◆ **Source data**
◆ ◆ ◆ ◆ ◆ ◆ ◆
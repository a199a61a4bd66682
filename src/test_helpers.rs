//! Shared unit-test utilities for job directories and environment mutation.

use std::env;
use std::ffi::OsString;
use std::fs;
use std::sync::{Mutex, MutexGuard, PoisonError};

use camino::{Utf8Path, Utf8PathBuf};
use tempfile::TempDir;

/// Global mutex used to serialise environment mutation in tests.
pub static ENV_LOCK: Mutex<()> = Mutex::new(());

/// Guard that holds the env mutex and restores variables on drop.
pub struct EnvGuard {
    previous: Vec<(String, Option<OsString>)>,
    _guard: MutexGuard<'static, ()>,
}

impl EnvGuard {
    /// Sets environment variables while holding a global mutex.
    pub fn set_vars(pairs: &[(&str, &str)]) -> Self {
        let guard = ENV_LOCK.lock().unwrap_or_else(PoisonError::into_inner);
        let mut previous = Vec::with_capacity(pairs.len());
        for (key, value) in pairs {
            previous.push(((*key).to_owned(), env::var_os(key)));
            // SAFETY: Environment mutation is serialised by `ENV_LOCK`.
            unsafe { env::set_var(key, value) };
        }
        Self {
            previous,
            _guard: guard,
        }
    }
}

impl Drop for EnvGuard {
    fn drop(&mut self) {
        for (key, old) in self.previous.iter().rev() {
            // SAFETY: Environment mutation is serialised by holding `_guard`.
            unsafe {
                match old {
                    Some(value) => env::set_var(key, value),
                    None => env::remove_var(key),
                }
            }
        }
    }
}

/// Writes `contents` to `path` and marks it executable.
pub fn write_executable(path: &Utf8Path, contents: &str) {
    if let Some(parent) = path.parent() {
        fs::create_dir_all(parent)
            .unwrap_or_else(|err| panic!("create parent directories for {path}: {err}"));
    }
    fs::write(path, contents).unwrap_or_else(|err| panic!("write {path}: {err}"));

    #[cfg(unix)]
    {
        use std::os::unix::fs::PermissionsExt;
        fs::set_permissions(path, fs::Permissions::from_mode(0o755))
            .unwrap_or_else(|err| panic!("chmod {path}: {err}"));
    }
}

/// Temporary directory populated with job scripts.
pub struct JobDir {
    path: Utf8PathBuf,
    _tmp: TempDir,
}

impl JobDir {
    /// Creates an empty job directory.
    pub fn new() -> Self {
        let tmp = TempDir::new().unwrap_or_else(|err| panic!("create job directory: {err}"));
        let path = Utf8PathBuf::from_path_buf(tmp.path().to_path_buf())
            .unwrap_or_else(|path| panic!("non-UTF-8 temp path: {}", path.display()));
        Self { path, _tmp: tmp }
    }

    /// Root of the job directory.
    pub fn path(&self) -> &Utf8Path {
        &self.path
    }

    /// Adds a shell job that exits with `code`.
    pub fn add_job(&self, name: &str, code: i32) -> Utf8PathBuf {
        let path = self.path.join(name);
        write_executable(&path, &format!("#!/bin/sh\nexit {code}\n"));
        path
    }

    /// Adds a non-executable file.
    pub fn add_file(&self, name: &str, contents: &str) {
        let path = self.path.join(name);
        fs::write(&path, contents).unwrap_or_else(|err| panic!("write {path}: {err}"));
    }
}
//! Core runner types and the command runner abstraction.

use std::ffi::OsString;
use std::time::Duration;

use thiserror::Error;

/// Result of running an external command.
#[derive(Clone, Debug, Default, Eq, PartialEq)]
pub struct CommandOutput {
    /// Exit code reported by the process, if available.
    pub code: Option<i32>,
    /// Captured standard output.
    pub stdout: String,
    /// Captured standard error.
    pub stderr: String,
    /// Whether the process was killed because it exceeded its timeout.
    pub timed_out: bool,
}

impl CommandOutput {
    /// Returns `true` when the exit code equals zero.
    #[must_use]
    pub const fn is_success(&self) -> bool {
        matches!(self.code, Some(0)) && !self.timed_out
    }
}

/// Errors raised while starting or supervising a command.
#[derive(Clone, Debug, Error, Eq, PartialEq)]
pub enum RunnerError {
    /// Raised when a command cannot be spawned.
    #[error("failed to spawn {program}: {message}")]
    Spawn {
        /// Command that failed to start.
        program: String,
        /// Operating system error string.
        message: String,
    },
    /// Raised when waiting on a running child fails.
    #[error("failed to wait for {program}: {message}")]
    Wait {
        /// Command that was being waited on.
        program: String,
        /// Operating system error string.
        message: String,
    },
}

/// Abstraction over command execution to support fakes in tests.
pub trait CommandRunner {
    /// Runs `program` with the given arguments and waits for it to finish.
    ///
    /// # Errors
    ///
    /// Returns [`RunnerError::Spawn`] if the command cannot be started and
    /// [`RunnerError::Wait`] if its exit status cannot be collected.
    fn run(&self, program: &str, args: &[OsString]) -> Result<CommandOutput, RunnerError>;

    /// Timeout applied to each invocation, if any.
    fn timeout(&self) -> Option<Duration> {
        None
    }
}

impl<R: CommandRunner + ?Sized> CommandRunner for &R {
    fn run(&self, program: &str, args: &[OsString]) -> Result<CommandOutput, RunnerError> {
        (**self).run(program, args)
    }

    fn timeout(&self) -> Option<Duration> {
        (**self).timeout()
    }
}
◆ ◆ ◆ ◆ ◆ ◆ ◆
◆ **Task goal**
Number of lines containing the word "contents" in the material above: report this figure and nothing more.

◆ **Solution**
5